Exercise goal: Filtering the records below, copy only those lines that include the word "crate".

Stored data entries
=== Section Start ===
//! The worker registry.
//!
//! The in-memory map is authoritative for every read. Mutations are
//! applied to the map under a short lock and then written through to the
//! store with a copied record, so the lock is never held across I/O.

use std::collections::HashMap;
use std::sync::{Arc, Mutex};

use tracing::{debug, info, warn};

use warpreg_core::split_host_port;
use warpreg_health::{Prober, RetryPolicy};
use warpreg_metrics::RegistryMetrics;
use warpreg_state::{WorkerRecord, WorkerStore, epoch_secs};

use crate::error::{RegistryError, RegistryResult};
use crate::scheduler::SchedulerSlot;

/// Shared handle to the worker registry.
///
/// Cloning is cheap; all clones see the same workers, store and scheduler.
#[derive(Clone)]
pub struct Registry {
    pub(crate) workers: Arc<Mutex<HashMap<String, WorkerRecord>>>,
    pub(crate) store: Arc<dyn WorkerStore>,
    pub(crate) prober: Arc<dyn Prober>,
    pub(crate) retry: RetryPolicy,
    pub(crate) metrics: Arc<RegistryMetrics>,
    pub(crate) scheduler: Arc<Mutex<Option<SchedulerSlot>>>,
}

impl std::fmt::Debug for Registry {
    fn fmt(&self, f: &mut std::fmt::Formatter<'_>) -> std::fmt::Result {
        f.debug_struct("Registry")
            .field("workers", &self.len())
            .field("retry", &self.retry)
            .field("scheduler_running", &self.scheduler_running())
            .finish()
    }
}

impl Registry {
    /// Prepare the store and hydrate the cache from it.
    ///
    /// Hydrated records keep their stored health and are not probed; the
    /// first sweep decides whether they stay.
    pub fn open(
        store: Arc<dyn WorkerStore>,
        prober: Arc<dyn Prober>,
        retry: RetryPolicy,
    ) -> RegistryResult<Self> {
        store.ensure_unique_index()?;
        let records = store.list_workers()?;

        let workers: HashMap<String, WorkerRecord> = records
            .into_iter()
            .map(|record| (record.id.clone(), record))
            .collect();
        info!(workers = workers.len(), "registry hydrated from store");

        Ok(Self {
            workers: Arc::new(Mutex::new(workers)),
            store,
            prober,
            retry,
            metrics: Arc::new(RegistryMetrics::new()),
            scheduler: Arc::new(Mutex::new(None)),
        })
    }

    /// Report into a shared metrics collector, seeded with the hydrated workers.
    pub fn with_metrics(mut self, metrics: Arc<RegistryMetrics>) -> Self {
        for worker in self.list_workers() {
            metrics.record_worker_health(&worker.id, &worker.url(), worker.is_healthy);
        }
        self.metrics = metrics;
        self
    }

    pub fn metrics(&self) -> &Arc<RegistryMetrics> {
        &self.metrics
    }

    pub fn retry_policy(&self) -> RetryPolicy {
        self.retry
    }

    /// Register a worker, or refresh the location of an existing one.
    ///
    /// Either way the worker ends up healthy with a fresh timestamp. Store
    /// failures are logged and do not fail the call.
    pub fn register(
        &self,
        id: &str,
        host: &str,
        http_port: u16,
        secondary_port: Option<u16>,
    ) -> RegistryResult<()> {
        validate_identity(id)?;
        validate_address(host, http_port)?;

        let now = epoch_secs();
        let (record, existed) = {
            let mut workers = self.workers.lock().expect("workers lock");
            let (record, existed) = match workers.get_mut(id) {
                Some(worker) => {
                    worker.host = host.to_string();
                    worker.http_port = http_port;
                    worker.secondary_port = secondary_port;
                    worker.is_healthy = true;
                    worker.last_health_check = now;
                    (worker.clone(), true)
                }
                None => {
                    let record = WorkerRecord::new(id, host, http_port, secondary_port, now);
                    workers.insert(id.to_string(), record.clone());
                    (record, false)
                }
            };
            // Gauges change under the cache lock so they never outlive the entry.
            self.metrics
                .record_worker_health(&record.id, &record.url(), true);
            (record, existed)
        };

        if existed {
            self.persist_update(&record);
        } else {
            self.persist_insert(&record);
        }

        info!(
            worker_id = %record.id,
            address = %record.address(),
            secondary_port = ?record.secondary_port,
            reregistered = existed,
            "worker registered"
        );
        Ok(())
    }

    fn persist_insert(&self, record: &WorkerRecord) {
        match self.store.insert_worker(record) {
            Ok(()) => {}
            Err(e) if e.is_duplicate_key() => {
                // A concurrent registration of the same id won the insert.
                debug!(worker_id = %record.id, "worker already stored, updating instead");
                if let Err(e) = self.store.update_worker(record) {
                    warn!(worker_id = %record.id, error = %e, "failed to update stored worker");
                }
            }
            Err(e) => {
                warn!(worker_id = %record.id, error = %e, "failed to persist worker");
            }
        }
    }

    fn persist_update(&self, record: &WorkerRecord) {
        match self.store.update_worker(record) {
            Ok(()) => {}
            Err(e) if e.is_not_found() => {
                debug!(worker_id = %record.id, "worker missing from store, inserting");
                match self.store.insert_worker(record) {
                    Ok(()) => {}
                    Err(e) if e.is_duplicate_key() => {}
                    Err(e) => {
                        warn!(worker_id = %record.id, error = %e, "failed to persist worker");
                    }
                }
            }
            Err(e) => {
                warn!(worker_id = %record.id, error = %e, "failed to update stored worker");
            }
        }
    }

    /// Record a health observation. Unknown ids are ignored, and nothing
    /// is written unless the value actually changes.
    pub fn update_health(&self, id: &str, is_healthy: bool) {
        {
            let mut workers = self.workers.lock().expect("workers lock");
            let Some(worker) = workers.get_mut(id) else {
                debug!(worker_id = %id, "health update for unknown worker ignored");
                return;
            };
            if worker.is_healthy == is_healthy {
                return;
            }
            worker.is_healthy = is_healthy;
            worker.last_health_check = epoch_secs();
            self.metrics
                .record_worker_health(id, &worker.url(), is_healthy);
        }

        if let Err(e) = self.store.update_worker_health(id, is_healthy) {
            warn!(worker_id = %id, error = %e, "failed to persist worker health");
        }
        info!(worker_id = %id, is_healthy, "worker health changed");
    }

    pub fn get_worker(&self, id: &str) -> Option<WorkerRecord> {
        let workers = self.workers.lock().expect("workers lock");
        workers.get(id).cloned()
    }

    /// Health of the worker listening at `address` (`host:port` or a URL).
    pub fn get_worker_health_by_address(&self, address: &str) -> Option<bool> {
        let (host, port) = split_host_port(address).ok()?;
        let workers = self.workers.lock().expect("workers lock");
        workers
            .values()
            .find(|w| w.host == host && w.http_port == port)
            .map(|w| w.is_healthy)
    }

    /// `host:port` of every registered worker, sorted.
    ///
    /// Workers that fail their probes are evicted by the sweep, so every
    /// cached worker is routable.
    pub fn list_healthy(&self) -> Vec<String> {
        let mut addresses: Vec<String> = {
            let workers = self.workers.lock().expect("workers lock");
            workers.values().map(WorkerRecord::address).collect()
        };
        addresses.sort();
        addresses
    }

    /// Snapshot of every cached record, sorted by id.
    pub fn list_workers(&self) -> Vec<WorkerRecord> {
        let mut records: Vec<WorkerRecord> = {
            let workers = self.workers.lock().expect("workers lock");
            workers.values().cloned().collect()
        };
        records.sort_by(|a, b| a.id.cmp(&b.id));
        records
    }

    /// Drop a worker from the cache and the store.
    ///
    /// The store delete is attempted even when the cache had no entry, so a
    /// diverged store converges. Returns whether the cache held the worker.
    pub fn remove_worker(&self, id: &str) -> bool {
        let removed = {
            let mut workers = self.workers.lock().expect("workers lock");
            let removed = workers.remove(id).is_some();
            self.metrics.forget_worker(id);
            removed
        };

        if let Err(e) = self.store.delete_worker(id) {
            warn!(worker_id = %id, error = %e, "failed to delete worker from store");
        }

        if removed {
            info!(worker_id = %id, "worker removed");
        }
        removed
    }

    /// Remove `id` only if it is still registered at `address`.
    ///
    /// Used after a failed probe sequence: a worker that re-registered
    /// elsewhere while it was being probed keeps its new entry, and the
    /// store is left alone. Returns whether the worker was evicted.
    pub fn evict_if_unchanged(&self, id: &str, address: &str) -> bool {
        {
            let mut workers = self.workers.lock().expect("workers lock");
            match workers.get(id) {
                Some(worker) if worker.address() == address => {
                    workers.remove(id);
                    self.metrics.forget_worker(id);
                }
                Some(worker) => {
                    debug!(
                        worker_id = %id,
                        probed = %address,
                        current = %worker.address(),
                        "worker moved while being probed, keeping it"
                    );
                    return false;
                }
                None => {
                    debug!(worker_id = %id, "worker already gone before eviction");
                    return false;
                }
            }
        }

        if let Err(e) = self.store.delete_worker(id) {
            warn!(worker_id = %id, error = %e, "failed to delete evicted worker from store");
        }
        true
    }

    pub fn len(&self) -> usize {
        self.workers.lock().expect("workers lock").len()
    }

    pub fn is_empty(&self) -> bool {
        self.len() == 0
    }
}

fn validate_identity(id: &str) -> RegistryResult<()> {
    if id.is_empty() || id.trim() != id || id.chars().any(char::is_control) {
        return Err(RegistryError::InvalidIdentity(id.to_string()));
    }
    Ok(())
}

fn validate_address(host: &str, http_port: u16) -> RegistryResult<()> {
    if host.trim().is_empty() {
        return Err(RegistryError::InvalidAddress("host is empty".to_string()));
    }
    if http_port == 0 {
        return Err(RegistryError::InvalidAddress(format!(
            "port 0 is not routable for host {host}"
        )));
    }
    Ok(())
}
=== Section End ===
Result for this exercise:
use crate::error::{RegistryError, RegistryResult};
use crate::scheduler::SchedulerSlot;
    pub(crate) workers: Arc<Mutex<HashMap<String, WorkerRecord>>>,
    pub(crate) store: Arc<dyn WorkerStore>,
    pub(crate) prober: Arc<dyn Prober>,
    pub(crate) retry: RetryPolicy,
    pub(crate) metrics: Arc<RegistryMetrics>,
    pub(crate) scheduler: Arc<Mutex<Option<SchedulerSlot>>>,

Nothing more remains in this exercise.